> Problem to work on
The number of lines below containing the word "EmptyEnsemble" is all that should be returned.

> Dataset
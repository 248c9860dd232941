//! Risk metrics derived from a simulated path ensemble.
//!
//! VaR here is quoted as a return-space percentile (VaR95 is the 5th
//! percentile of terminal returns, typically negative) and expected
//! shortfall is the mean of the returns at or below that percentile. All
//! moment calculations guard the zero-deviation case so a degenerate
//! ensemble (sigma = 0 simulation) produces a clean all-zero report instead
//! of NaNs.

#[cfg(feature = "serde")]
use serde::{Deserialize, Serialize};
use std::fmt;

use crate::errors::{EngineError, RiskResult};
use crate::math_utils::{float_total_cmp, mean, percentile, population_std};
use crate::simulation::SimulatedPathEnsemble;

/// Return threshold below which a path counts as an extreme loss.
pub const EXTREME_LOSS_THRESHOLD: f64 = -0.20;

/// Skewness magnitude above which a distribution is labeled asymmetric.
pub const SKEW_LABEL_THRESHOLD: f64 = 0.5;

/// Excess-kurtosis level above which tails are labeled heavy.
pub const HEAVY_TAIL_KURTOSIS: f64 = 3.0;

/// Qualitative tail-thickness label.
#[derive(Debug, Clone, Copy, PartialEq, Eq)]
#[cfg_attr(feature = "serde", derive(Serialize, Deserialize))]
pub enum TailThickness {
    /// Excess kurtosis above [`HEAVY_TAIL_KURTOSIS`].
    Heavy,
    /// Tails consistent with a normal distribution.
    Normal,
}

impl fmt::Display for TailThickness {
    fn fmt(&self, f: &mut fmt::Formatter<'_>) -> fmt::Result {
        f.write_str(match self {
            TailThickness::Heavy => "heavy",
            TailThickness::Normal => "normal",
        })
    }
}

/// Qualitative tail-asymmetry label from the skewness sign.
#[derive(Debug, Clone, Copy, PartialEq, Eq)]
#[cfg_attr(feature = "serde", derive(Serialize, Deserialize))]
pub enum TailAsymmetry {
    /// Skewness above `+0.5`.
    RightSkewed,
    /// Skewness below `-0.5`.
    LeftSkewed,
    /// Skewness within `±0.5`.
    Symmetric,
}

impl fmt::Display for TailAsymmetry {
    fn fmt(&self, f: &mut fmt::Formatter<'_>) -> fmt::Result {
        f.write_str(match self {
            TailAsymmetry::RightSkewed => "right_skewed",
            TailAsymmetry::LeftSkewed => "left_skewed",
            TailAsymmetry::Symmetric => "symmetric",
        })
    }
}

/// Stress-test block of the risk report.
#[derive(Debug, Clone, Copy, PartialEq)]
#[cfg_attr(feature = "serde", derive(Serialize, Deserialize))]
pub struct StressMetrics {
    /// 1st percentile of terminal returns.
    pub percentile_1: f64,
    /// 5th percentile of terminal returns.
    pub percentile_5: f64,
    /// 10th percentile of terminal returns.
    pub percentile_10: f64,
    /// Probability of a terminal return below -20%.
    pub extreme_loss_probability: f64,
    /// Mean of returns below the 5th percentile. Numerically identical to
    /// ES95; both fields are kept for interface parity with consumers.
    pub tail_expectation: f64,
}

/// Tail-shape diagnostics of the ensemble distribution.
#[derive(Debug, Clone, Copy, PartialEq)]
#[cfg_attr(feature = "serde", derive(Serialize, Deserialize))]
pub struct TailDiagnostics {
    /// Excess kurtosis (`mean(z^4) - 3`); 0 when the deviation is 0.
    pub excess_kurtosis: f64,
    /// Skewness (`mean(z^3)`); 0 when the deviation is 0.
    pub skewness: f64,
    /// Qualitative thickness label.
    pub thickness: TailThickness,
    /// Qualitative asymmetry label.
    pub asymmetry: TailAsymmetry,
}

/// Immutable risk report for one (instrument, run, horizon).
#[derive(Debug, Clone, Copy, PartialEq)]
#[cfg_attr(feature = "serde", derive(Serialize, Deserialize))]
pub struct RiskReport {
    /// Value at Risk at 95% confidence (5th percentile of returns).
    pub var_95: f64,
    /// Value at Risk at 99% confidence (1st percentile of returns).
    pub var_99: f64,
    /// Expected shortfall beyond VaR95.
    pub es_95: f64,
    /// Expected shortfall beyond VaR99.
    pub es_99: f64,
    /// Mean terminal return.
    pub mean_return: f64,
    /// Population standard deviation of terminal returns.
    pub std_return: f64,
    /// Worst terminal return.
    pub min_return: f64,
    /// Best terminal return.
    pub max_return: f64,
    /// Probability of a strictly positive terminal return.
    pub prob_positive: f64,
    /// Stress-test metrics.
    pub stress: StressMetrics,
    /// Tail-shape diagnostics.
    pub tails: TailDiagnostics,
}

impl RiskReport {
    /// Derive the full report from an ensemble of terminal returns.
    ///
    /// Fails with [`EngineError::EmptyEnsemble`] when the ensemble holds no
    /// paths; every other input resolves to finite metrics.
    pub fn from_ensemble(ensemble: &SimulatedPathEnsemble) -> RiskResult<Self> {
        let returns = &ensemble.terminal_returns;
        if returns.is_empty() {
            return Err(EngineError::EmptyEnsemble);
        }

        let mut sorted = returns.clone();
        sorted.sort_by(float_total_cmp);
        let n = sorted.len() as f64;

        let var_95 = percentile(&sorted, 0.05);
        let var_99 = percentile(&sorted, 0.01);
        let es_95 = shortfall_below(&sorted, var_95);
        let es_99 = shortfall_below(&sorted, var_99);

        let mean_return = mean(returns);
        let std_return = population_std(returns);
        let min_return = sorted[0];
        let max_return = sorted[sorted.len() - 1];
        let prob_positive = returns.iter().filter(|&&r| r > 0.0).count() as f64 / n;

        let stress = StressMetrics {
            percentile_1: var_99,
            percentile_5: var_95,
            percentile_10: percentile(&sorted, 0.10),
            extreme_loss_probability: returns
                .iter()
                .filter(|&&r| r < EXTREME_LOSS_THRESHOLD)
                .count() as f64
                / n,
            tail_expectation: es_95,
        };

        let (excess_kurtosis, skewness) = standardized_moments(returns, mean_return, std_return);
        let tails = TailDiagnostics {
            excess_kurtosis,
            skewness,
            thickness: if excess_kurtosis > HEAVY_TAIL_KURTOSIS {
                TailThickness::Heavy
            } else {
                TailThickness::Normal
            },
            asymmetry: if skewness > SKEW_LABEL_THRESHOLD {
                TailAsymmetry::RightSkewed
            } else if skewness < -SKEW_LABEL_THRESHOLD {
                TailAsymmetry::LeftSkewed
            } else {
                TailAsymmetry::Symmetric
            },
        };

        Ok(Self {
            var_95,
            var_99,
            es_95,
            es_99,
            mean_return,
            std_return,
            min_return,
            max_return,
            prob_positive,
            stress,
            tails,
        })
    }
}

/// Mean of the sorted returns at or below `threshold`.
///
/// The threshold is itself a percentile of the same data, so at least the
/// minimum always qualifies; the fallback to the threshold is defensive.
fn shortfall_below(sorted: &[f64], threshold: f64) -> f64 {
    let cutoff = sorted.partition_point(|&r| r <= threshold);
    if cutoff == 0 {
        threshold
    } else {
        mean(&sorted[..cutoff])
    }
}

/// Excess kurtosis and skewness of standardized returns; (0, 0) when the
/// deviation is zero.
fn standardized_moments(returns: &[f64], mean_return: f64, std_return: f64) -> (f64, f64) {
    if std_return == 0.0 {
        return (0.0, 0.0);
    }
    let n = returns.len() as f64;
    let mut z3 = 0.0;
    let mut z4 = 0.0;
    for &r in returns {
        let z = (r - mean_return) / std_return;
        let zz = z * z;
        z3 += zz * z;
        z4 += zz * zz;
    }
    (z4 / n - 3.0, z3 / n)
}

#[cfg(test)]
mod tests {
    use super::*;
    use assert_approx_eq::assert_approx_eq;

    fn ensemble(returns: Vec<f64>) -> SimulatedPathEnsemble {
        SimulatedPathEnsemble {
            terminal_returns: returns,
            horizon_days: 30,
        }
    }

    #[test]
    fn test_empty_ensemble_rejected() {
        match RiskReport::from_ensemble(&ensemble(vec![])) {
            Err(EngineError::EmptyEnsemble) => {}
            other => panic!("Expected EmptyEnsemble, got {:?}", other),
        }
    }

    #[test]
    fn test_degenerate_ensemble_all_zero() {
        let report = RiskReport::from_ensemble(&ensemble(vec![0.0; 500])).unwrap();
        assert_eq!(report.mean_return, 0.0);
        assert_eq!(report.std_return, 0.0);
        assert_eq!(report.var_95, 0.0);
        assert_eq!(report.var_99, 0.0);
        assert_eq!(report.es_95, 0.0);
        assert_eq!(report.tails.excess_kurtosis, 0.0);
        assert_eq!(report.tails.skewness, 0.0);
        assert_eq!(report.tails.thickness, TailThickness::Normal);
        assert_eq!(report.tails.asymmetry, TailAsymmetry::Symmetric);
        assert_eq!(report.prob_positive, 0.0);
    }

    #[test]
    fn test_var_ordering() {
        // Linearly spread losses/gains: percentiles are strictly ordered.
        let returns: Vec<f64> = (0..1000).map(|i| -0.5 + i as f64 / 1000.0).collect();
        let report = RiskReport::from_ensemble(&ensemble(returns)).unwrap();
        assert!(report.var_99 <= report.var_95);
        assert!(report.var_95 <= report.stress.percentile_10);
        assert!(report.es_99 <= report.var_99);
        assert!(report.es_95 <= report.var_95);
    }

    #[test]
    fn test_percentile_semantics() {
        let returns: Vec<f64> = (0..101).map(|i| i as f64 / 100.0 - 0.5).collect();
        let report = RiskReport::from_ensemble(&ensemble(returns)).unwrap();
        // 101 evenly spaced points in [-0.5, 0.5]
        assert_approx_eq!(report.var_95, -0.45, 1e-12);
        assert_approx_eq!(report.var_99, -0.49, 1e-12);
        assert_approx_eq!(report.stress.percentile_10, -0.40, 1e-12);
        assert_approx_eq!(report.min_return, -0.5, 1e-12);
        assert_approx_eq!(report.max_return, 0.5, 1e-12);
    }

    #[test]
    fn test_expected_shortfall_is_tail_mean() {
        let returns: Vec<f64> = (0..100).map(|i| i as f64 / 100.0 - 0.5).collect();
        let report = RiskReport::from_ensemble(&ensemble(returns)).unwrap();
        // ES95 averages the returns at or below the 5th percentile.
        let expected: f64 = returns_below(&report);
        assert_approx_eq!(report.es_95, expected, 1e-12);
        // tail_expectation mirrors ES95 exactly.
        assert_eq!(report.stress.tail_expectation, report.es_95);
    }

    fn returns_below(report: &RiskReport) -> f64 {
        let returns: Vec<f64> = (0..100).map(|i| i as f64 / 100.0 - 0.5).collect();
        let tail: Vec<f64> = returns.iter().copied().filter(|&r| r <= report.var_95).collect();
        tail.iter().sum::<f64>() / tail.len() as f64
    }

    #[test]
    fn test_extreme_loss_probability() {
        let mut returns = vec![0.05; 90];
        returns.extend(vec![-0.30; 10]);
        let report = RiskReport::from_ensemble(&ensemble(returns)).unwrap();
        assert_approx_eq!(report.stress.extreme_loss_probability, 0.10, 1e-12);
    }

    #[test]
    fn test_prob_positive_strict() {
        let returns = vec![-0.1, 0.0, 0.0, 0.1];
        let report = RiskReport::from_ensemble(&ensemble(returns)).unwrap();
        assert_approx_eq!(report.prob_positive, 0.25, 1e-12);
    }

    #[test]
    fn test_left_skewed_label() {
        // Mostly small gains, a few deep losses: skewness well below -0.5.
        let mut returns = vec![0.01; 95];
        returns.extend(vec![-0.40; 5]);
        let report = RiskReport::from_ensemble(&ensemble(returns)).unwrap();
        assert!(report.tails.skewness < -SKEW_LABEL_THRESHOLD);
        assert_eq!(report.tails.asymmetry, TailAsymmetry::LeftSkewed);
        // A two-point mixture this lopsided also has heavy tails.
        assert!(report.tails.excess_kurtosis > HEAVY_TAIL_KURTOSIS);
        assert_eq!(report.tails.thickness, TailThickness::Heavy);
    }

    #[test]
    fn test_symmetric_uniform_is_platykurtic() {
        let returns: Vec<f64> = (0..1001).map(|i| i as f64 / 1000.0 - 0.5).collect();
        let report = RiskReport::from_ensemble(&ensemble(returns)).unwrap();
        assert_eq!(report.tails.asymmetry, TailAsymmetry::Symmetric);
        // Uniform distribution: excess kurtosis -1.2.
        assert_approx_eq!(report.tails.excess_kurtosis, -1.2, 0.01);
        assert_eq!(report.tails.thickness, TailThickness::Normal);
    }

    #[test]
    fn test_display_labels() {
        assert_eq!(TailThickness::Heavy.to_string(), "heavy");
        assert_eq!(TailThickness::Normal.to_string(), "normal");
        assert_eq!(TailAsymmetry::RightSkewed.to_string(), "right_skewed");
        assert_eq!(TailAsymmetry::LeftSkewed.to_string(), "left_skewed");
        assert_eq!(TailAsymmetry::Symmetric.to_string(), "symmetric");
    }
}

> Solved problem
4